▸ What to produce
Word for word, repeat all of the entries.

___

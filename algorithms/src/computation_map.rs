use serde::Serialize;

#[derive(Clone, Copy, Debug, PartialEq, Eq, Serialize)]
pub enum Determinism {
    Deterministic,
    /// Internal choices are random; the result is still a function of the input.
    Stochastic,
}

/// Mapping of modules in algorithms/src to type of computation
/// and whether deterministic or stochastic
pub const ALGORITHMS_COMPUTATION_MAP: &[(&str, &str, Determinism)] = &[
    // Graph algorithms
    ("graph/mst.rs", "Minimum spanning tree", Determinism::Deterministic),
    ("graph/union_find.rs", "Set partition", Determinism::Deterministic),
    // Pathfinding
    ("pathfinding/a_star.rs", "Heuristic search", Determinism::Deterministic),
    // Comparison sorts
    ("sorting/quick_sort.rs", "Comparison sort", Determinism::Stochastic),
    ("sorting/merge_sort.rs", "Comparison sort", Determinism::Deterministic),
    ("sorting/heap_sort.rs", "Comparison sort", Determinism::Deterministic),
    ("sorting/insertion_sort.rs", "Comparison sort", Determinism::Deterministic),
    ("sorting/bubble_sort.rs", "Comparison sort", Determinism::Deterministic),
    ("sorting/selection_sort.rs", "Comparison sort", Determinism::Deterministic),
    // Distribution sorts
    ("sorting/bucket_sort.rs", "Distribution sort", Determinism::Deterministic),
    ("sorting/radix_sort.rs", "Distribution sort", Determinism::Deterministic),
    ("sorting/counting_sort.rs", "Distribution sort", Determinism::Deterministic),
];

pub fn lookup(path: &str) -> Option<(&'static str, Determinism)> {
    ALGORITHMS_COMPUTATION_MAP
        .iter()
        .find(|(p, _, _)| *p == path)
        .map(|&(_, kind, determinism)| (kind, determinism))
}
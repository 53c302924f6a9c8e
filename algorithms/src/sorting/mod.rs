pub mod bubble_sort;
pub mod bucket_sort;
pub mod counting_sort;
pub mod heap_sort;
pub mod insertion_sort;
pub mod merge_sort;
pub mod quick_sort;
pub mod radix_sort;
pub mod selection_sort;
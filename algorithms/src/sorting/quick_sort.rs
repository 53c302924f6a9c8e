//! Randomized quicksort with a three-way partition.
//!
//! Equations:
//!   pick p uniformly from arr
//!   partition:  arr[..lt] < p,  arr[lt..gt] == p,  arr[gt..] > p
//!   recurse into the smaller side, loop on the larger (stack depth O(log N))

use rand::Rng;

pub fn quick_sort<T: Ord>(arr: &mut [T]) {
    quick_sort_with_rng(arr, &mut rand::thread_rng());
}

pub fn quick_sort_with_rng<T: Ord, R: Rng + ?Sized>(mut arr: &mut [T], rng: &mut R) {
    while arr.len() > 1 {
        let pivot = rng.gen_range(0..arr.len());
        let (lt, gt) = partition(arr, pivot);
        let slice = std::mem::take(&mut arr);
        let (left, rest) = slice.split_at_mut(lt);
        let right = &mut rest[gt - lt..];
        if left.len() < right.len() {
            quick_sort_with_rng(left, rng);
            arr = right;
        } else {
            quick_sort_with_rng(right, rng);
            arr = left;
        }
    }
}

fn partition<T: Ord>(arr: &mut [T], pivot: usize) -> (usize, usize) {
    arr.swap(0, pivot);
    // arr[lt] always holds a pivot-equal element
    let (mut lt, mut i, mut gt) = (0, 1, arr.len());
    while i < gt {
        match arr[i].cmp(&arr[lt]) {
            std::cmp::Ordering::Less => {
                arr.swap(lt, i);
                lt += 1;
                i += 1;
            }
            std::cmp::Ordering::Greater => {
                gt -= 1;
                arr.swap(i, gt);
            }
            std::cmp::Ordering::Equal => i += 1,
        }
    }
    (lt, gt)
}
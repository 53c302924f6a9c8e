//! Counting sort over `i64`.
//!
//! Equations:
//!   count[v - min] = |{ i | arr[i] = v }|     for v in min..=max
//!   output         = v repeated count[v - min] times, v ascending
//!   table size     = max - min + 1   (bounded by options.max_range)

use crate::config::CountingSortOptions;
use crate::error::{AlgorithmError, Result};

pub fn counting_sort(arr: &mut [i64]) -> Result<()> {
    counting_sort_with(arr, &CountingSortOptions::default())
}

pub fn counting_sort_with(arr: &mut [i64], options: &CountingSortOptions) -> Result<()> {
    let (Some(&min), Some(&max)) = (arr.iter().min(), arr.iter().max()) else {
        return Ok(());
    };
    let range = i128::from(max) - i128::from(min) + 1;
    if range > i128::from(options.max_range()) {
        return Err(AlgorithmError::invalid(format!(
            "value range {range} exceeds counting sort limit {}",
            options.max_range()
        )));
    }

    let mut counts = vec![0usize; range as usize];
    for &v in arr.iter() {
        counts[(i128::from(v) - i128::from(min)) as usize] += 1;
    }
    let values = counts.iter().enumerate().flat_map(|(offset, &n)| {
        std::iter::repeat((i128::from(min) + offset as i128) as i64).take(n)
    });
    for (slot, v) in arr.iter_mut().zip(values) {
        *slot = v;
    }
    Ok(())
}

___

▸ Answer to the problem
filename algorithms/src/computation_map.rs
use serde::Serialize;

#[derive(Clone, Copy, Debug, PartialEq, Eq, Serialize)]
pub enum Determinism {
    Deterministic,
    /// Internal choices are random; the result is still a function of the input.
    Stochastic,
}

/// Mapping of modules in algorithms/src to type of computation
/// and whether deterministic or stochastic
pub const ALGORITHMS_COMPUTATION_MAP: &[(&str, &str, Determinism)] = &[
    // Graph algorithms
    ("graph/mst.rs", "Minimum spanning tree", Determinism::Deterministic),
    ("graph/union_find.rs", "Set partition", Determinism::Deterministic),
    // Pathfinding
    ("pathfinding/a_star.rs", "Heuristic search", Determinism::Deterministic),
    // Comparison sorts
    ("sorting/quick_sort.rs", "Comparison sort", Determinism::Stochastic),
    ("sorting/merge_sort.rs", "Comparison sort", Determinism::Deterministic),
    ("sorting/heap_sort.rs", "Comparison sort", Determinism::Deterministic),
    ("sorting/insertion_sort.rs", "Comparison sort", Determinism::Deterministic),
    ("sorting/bubble_sort.rs", "Comparison sort", Determinism::Deterministic),
    ("sorting/selection_sort.rs", "Comparison sort", Determinism::Deterministic),
    // Distribution sorts
    ("sorting/bucket_sort.rs", "Distribution sort", Determinism::Deterministic),
    ("sorting/radix_sort.rs", "Distribution sort", Determinism::Deterministic),
    ("sorting/counting_sort.rs", "Distribution sort", Determinism::Deterministic),
];

pub fn lookup(path: &str) -> Option<(&'static str, Determinism)> {
    ALGORITHMS_COMPUTATION_MAP
        .iter()
        .find(|(p, _, _)| *p == path)
        .map(|&(_, kind, determinism)| (kind, determinism))
}
repository 53c302924f6a9c8e
filename algorithms/src/sorting/mod.rs
pub mod bubble_sort;
pub mod bucket_sort;
pub mod counting_sort;
pub mod heap_sort;
pub mod insertion_sort;
pub mod merge_sort;
pub mod quick_sort;
pub mod radix_sort;
pub mod selection_sort;
filename algorithms/src/sorting/quick_sort.rs
repository 53c302924f6a9c8e
//! Randomized quicksort with a three-way partition.
//!
//! Equations:
//!   pick p uniformly from arr
//!   partition:  arr[..lt] < p,  arr[lt..gt] == p,  arr[gt..] > p
//!   recurse into the smaller side, loop on the larger (stack depth O(log N))

use rand::Rng;

pub fn quick_sort<T: Ord>(arr: &mut [T]) {
    quick_sort_with_rng(arr, &mut rand::thread_rng());
}

pub fn quick_sort_with_rng<T: Ord, R: Rng + ?Sized>(mut arr: &mut [T], rng: &mut R) {
    while arr.len() > 1 {
        let pivot = rng.gen_range(0..arr.len());
        let (lt, gt) = partition(arr, pivot);
        let slice = std::mem::take(&mut arr);
        let (left, rest) = slice.split_at_mut(lt);
        let right = &mut rest[gt - lt..];
        if left.len() < right.len() {
            quick_sort_with_rng(left, rng);
            arr = right;
        } else {
            quick_sort_with_rng(right, rng);
            arr = left;
        }
    }
}

fn partition<T: Ord>(arr: &mut [T], pivot: usize) -> (usize, usize) {
    arr.swap(0, pivot);
    // arr[lt] always holds a pivot-equal element
    let (mut lt, mut i, mut gt) = (0, 1, arr.len());
    while i < gt {
        match arr[i].cmp(&arr[lt]) {
            std::cmp::Ordering::Less => {
                arr.swap(lt, i);
                lt += 1;
                i += 1;
            }
            std::cmp::Ordering::Greater => {
                gt -= 1;
                arr.swap(i, gt);
            }
            std::cmp::Ordering::Equal => i += 1,
        }
    }
    (lt, gt)
}
repository 53c302924f6a9c8e
//! Counting sort over `i64`.
//!
//! Equations:
//!   count[v - min] = |{ i | arr[i] = v }|     for v in min..=max
//!   output         = v repeated count[v - min] times, v ascending
//!   table size     = max - min + 1   (bounded by options.max_range)

use crate::config::CountingSortOptions;
use crate::error::{AlgorithmError, Result};

pub fn counting_sort(arr: &mut [i64]) -> Result<()> {
    counting_sort_with(arr, &CountingSortOptions::default())
}

pub fn counting_sort_with(arr: &mut [i64], options: &CountingSortOptions) -> Result<()> {
    let (Some(&min), Some(&max)) = (arr.iter().min(), arr.iter().max()) else {
        return Ok(());
    };
    let range = i128::from(max) - i128::from(min) + 1;
    if range > i128::from(options.max_range()) {
        return Err(AlgorithmError::invalid(format!(
            "value range {range} exceeds counting sort limit {}",
            options.max_range()
        )));
    }

    let mut counts = vec![0usize; range as usize];
    for &v in arr.iter() {
        counts[(i128::from(v) - i128::from(min)) as usize] += 1;
    }
    let values = counts.iter().enumerate().flat_map(|(offset, &n)| {
        std::iter::repeat((i128::from(min) + offset as i128) as i64).take(n)
    });
    for (slot, v) in arr.iter_mut().zip(values) {
        *slot = v;
    }
    Ok(())
}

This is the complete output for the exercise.